We can see two clearly separated groups of markers.

  • In the bottom left are samples with fraction arabiensis AIMs near 0, and fraction coluzzii AIMs near 0. We can provisionally assign these as An. gambiae.

  • In the top left are samples with fraction arabiensis AIMs near 0, and fraction coluzzii AIMs near 1. We can provisionally assign these as An. coluzzii.

If you hover over the markers, you’ll see the provisional species assignment in the “aim_species” field.

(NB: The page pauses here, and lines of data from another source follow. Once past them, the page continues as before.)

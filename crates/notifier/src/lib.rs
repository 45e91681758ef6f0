//! Outbound notification channels.
//!
//! The service only needs to hand a message to someone else; delivery is not
//! guaranteed by any implementation here.

mod error;
mod mail;
mod webhook;

pub use error::NotifyError;
pub use mail::MailCommandNotifier;
pub use webhook::{WebhookNotifier, WebhookPayload};

use async_trait::async_trait;
use tracing::info;

/// Delivers a message to an identity.
#[async_trait]
pub trait Notifier: Send + Sync {
    /// Send `body` with `subject` to `identity`.
    async fn notify(&self, identity: &str, subject: &str, body: &str) -> Result<(), NotifyError>;
}

/// Writes notifications to the log instead of delivering them.
#[derive(Debug, Clone, Default)]
pub struct LogNotifier;

#[async_trait]
impl Notifier for LogNotifier {
    async fn notify(&self, identity: &str, subject: &str, body: &str) -> Result<(), NotifyError> {
        info!(
            recipient = %identity,
            subject = %subject,
            body_len = body.len(),
            "Notification recorded (log delivery)"
        );
        Ok(())
    }
}

#[cfg(test)]
mod tests {
    use super::*;
    use wiremock::matchers::{body_partial_json, method, path};
    use wiremock::{Mock, MockServer, ResponseTemplate};

    #[tokio::test]
    async fn test_log_notifier_always_succeeds() {
        let notifier = LogNotifier;
        assert!(notifier.notify("a@x.com", "Subject", "Body").await.is_ok());
    }

    #[tokio::test]
    async fn test_webhook_posts_payload() {
        let mock_server = MockServer::start().await;

        Mock::given(method("POST"))
            .and(path("/notify"))
            .and(body_partial_json(serde_json::json!({
                "recipient": "a@x.com",
                "subject": "Restore your phone",
                "body": "Your phone: +1-555-0100"
            })))
            .respond_with(ResponseTemplate::new(202))
            .expect(1)
            .mount(&mock_server)
            .await;

        let notifier = WebhookNotifier::new(format!("{}/notify", mock_server.uri())).unwrap();
        let result = notifier
            .notify("a@x.com", "Restore your phone", "Your phone: +1-555-0100")
            .await;

        assert!(result.is_ok());
    }

    #[tokio::test]
    async fn test_webhook_rejection() {
        let mock_server = MockServer::start().await;

        Mock::given(method("POST"))
            .and(path("/notify"))
            .respond_with(ResponseTemplate::new(503).set_body_string("mail relay down"))
            .mount(&mock_server)
            .await;

        let notifier = WebhookNotifier::new(format!("{}/notify", mock_server.uri())).unwrap();
        let result = notifier.notify("a@x.com", "Subject", "Body").await;

        match result {
            Err(NotifyError::Rejected { status, body }) => {
                assert_eq!(status, 503);
                assert_eq!(body, "mail relay down");
            }
            other => panic!("expected rejection, got {:?}", other),
        }
    }

    #[tokio::test]
    async fn test_webhook_unreachable() {
        let notifier = WebhookNotifier::new("http://127.0.0.1:9/notify").unwrap();
        let result = notifier.notify("a@x.com", "Subject", "Body").await;

        assert!(matches!(result, Err(NotifyError::Http(_))));
    }

    #[tokio::test]
    async fn test_notifier_as_trait_object() {
        let notifiers: Vec<Box<dyn Notifier>> =
            vec![Box::new(LogNotifier), Box::new(MailCommandNotifier::default())];
        assert_eq!(notifiers.len(), 2);
        assert!(notifiers[0].notify("a@x.com", "s", "b").await.is_ok());
    }
}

Let’s look at another example - Uganda.

plot_aim_fractions(sample_sets="AG1000G-UG")

Here we have three clusters:

  • On the right are samples with fraction arabiensis AIMs near 1. We provisionally assign these An. arabiensis.

  • In the bottom left are samples with fraction arabiensis AIMs near 0, and fraction coluzzii AIMs near 0. We can provisionally assign these as An. gambiae.

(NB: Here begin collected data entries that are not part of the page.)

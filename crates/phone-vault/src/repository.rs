//! Flat-file client repository.

use crate::error::StoreError;
use crate::record::Record;
use std::collections::HashMap;
use std::path::{Path, PathBuf};
use tokio::fs;
use tracing::{debug, info};

/// Storage-key indexed records backed by a single JSON document.
///
/// The whole document is held in memory. The file is only written by
/// [`Repository::save`]; [`Repository::add`] never touches disk.
#[derive(Debug)]
pub struct Repository {
    path: PathBuf,
    items: HashMap<String, Record>,
}

impl Repository {
    /// Load the repository from an existing document.
    ///
    /// A missing or unparsable document is a [`StoreError::Load`].
    pub async fn open(path: impl Into<PathBuf>) -> Result<Self, StoreError> {
        let path = path.into();

        let data = fs::read(&path)
            .await
            .map_err(|e| StoreError::load(&path, e))?;
        let items: HashMap<String, Record> =
            serde_json::from_slice(&data).map_err(|e| StoreError::load(&path, e))?;

        info!("Loaded client repository with {} records from {:?}", items.len(), path);

        Ok(Self { path, items })
    }

    /// Path of the backing document.
    pub fn path(&self) -> &Path {
        &self.path
    }

    /// The live record mapping, not a copy.
    pub fn get_all(&self) -> &HashMap<String, Record> {
        &self.items
    }

    /// Get a record by storage key.
    pub fn get_by_email(&self, key: &str) -> Result<&Record, StoreError> {
        self.items.get(key).ok_or(StoreError::NotFound)
    }

    /// Insert or overwrite a record in memory.
    pub fn add(&mut self, key: impl Into<String>, record: Record) -> &mut Self {
        self.items.insert(key.into(), record);
        self
    }

    /// Number of records.
    pub fn count(&self) -> usize {
        self.items.len()
    }

    /// Put back the entry a key held before a failed commit.
    pub(crate) fn restore(&mut self, key: &str, previous: Option<Record>) {
        match previous {
            Some(record) => {
                self.items.insert(key.to_string(), record);
            }
            None => {
                self.items.remove(key);
            }
        }
    }

    /// Write the whole mapping to the backing document.
    ///
    /// Writes a sibling temp file and renames it over the document.
    pub async fn save(&self) -> Result<(), StoreError> {
        let data =
            serde_json::to_vec_pretty(&self.items).map_err(|e| StoreError::save(&self.path, e))?;

        let temp_path = self.path.with_extension("tmp");
        fs::write(&temp_path, &data)
            .await
            .map_err(|e| StoreError::save(&self.path, e))?;
        fs::rename(&temp_path, &self.path)
            .await
            .map_err(|e| StoreError::save(&self.path, e))?;

        debug!(
            "Saved client repository ({} records, {} bytes) to {:?}",
            self.items.len(),
            data.len(),
            self.path
        );
        Ok(())
    }
}
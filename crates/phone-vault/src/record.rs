//! Persisted record type.

use serde::{Deserialize, Serialize};

/// A stored client entry.
///
/// Serialized as `{"phone": "<hex>", "data": null}`.
#[derive(Debug, Clone, PartialEq, Serialize, Deserialize)]
pub struct Record {
    /// Hex-encoded ciphertext of the phone number
    #[serde(rename = "phone")]
    pub cipher_phone: String,

    /// Reserved for an asymmetric envelope; never populated, carried through unchanged
    #[serde(rename = "data", default)]
    pub aux: Option<serde_json::Value>,
}

impl Record {
    /// Create a record holding only the phone ciphertext.
    pub fn new(cipher_phone: impl Into<String>) -> Self {
        Self {
            cipher_phone: cipher_phone.into(),
            aux: None,
        }
    }
}
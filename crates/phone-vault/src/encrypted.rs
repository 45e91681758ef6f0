//! Encrypting decorator over the client repository.

use crate::error::StoreError;
use crate::legacy::{decrypt_phone, encrypt_phone, storage_key};
use crate::record::Record;
use crate::repository::Repository;
use tracing::{debug, warn};

/// Repository view that stores phone numbers encrypted per identity.
///
/// Identities never reach the wrapped [`Repository`]; it only sees storage keys
/// and ciphertext.
#[derive(Debug)]
pub struct EncryptedRepository {
    inner: Repository,
}

impl EncryptedRepository {
    pub fn new(inner: Repository) -> Self {
        Self { inner }
    }

    /// The wrapped repository.
    pub fn repository(&self) -> &Repository {
        &self.inner
    }

    /// Encrypt and store a phone number under an identity, in memory only.
    pub fn add(&mut self, identity: &str, phone: &str) -> &mut Self {
        let key = storage_key(identity);
        let cipher_phone = encrypt_phone(&key, phone);
        debug!(storage_key = %key, "Storing encrypted phone number");

        self.inner.add(key, Record::new(cipher_phone));
        self
    }

    /// Look up and decrypt the phone number stored for an identity.
    pub fn get_by_email(&self, identity: &str) -> Result<String, StoreError> {
        let key = storage_key(identity);
        let record = self.inner.get_by_email(&key)?;
        decrypt_phone(&key, &record.cipher_phone)
    }

    /// Bulk decryption is not available: it needs a private key that this
    /// scheme does not have. The `data` field of each record is reserved for
    /// such an envelope and is never written.
    pub fn get_all(&self) -> Result<Vec<(String, String)>, StoreError> {
        Err(StoreError::Unsupported(
            "bulk decryption requires a private key, which this store does not have",
        ))
    }

    /// Persist the wrapped repository.
    pub async fn save(&self) -> Result<(), StoreError> {
        self.inner.save().await
    }

    /// Add then save as one step.
    ///
    /// If saving fails the in-memory entry for the identity is put back to what
    /// it was before, so memory never runs ahead of the document.
    pub async fn commit(&mut self, identity: &str, phone: &str) -> Result<(), StoreError> {
        let key = storage_key(identity);
        let previous = self.inner.get_by_email(&key).ok().cloned();

        self.add(identity, phone);

        if let Err(e) = self.inner.save().await {
            warn!(storage_key = %key, error = %e, "Save failed, rolling back in-memory entry");
            self.inner.restore(&key, previous);
            return Err(e);
        }

        Ok(())
    }
}
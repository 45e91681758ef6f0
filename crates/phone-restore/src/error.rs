//! Error types for the restore service.

use axum::http::StatusCode;
use axum::response::{IntoResponse, Response};
use thiserror::Error;
use tracing::error;

/// Service error types.
///
/// Store and validation failures never get here: the handlers render them as
/// alerts. Anything that reaches [`IntoResponse`] is a plain-text response.
#[derive(Debug, Error)]
pub enum AppError {
    #[error("Url path not found: {0}")]
    RouteNotFound(String),

    #[error("Failed to read request body: {0}")]
    Body(String),

    #[error("Rate limit exceeded")]
    RateLimitExceeded,

    #[error("Template error: {0}")]
    Template(#[from] TemplateError),
}

/// Template loading failures.
#[derive(Debug, Error)]
pub enum TemplateError {
    #[error("Failed to read template {path}: {source}")]
    Read {
        path: String,
        #[source]
        source: std::io::Error,
    },
}

impl IntoResponse for AppError {
    fn into_response(self) -> Response {
        let status = match &self {
            AppError::RouteNotFound(_) => StatusCode::NOT_FOUND,
            AppError::Body(_) => StatusCode::BAD_REQUEST,
            AppError::RateLimitExceeded => StatusCode::TOO_MANY_REQUESTS,
            AppError::Template(_) => StatusCode::INTERNAL_SERVER_ERROR,
        };

        // Server-side failures are logged in full but not echoed to the client
        let body = if status.is_server_error() {
            error!(error = %self, "Request failed");
            "Internal server error".to_string()
        } else {
            self.to_string()
        };

        (status, body).into_response()
    }
}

  • In the middle is one sample with fraction arabiensis AIMs near 0.5. This is probably an F1 hybrid between gambiae and arabiensis parents. We provisionally assign this “intermediate_gambcolu_arabiensis”.

One last example Guinea-Bissau.

plot_aim_fractions(sample_sets="AG1000G-GW")

Here there are a few samples in the bottom left corner which we provisionally assign as An. gambiae, but most samples occur somewhere in the middle with fraction coluzzii AIMs between 0 and 1. These need further investigation.

Exercise 2 (English)

Uncomment the code cells below and run them to create AIM heatmaps and a scatter plot of the AIM fractions for the Kenyan sample set AG1000G-KE. Then use these plots to try to answer the questions below.

  • Find the samples which get assigned as An. arabiensis based on the AIM fractions. Give some sample identifiers.

  • Find the samples which get assigned as An. gambiae based on the AIM fractions. Give some sample identifiers.

  • Find the samples which get assigned as “intermediate_gambiae_coluzzii” based on the AIM fractions. Give some sample identifiers.

Now count how many samples there are for different possible values of the “aim_species” metadata field. Hint: load the sample metadata for sample set AG1000G-KE, access the “aim_species” column, then perform a value count.

Exercice 2 (Français)

Dans les cellules ci-dessous, supprimer le “#” et lancer les cellules pour créer des graphiques des AIMs dans les échantillons to Kenya (AG1000G-KE). Utilisez ensuite ces diagrammes pour essayer de répondre aux questions ci-dessous.

  • Trouvez les échantillons qui sont attribués comme An. arabiensis sur la base des fractions AIM. Donnez quelques exemples d’identificateurs.

  • Trouvez les échantillons qui sont attribués comme An. gambiae sur la base des fractions AIM. Donnez quelques exemples d’identificateurs.

  • Trouvez les échantillons qui sont attribués comme “intermediate_gambiae_coluzzii” sur la base des fractions AIM. Donnez quelques exemples d’identificateurs.

Comptez maintenant le nombre d’échantillons pour différentes valeurs possibles de la colonne de métadonnées “aim_species”. Indice: chargez les métadonnées du jeu d’échantillons AG1000G-KE, accédez à la colonne “aim_species”, puis comptez les valeurs.

# ag3.plot_aim_heatmap(aims="gambcolu_vs_arab", sample_sets="AG1000G-KE")
# ag3.plot_aim_heatmap(
#     aims="gamb_vs_colu", 
#     sample_sets="AG1000G-KE", 
#     sample_query="aim_species != 'arabiensis'"
# )
# plot_aim_fractions(sample_sets="AG1000G-KE")

Well done!#

Thanks for working through this module on ancestry informative markers.

If you haven’t already done so, please now launch this notebook in Google Colab, and start running the cells from the top. When you encounter a practical exercise, please try to complete it.